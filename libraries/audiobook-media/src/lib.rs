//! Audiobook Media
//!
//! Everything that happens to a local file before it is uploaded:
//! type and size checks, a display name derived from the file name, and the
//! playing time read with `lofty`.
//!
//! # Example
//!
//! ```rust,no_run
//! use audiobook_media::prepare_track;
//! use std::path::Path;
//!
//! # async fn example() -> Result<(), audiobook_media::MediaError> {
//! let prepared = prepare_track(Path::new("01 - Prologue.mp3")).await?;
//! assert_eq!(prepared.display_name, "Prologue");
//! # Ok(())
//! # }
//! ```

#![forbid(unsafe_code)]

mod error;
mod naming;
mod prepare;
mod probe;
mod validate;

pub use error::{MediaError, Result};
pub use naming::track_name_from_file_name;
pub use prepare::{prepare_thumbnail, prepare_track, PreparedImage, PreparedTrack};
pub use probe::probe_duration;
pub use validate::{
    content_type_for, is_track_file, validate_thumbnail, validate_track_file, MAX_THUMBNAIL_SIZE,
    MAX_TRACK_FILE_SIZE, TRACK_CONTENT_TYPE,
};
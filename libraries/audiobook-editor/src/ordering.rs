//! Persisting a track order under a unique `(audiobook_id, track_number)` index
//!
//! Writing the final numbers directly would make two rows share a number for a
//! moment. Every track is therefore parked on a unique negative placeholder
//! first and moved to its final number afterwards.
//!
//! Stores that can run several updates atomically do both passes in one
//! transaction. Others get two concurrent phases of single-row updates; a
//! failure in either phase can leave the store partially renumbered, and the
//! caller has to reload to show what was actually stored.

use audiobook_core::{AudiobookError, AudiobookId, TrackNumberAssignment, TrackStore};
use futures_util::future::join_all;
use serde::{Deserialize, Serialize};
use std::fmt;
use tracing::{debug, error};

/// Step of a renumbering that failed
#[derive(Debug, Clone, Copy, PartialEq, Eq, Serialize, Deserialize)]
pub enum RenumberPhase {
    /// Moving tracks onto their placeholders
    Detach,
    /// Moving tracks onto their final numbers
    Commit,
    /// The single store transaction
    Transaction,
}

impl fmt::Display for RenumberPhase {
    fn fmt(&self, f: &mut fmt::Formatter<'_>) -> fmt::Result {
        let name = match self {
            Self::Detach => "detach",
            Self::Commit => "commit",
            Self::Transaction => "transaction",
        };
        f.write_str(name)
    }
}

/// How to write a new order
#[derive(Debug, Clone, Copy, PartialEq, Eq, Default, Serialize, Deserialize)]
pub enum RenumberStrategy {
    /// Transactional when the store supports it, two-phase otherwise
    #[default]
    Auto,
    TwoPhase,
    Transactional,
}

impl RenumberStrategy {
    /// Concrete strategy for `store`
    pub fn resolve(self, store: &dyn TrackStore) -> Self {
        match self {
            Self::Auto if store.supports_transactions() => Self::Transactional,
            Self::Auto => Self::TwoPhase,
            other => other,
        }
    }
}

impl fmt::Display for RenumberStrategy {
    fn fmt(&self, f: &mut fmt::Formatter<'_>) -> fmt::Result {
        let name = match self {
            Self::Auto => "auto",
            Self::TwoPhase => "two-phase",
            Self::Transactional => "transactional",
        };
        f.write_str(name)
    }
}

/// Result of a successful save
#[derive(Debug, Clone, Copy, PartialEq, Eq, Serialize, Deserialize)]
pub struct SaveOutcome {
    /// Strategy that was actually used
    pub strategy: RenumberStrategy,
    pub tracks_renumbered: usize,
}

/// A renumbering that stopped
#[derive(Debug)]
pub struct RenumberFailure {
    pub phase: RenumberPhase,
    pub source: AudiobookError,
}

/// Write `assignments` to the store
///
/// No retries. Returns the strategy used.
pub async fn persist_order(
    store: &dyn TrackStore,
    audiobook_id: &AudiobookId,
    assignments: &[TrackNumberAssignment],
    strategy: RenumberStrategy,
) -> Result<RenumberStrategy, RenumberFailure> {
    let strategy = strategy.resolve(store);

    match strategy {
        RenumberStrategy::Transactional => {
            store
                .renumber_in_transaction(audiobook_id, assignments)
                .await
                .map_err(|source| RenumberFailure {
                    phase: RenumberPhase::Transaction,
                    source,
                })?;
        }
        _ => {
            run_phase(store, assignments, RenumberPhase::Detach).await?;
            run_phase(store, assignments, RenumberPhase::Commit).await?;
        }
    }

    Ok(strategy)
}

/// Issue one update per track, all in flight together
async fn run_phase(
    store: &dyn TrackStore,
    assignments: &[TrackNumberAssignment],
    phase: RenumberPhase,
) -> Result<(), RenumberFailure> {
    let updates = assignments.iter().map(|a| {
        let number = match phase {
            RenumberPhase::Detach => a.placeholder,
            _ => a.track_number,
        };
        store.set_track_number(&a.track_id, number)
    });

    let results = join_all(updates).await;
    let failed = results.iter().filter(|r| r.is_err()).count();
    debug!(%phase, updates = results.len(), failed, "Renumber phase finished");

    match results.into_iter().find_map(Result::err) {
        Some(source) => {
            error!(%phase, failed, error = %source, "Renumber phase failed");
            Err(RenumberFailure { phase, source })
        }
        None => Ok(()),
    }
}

************

- Description of the task -
Reproduce each line of the data containing the word "await".

- Output for this exercise -
//! let prepared = prepare_track(Path::new("01 - Prologue.mp3")).await?;
                .await
            run_phase(store, assignments, RenumberPhase::Detach).await?;
            run_phase(store, assignments, RenumberPhase::Commit).await?;
    let results = join_all(updates).await;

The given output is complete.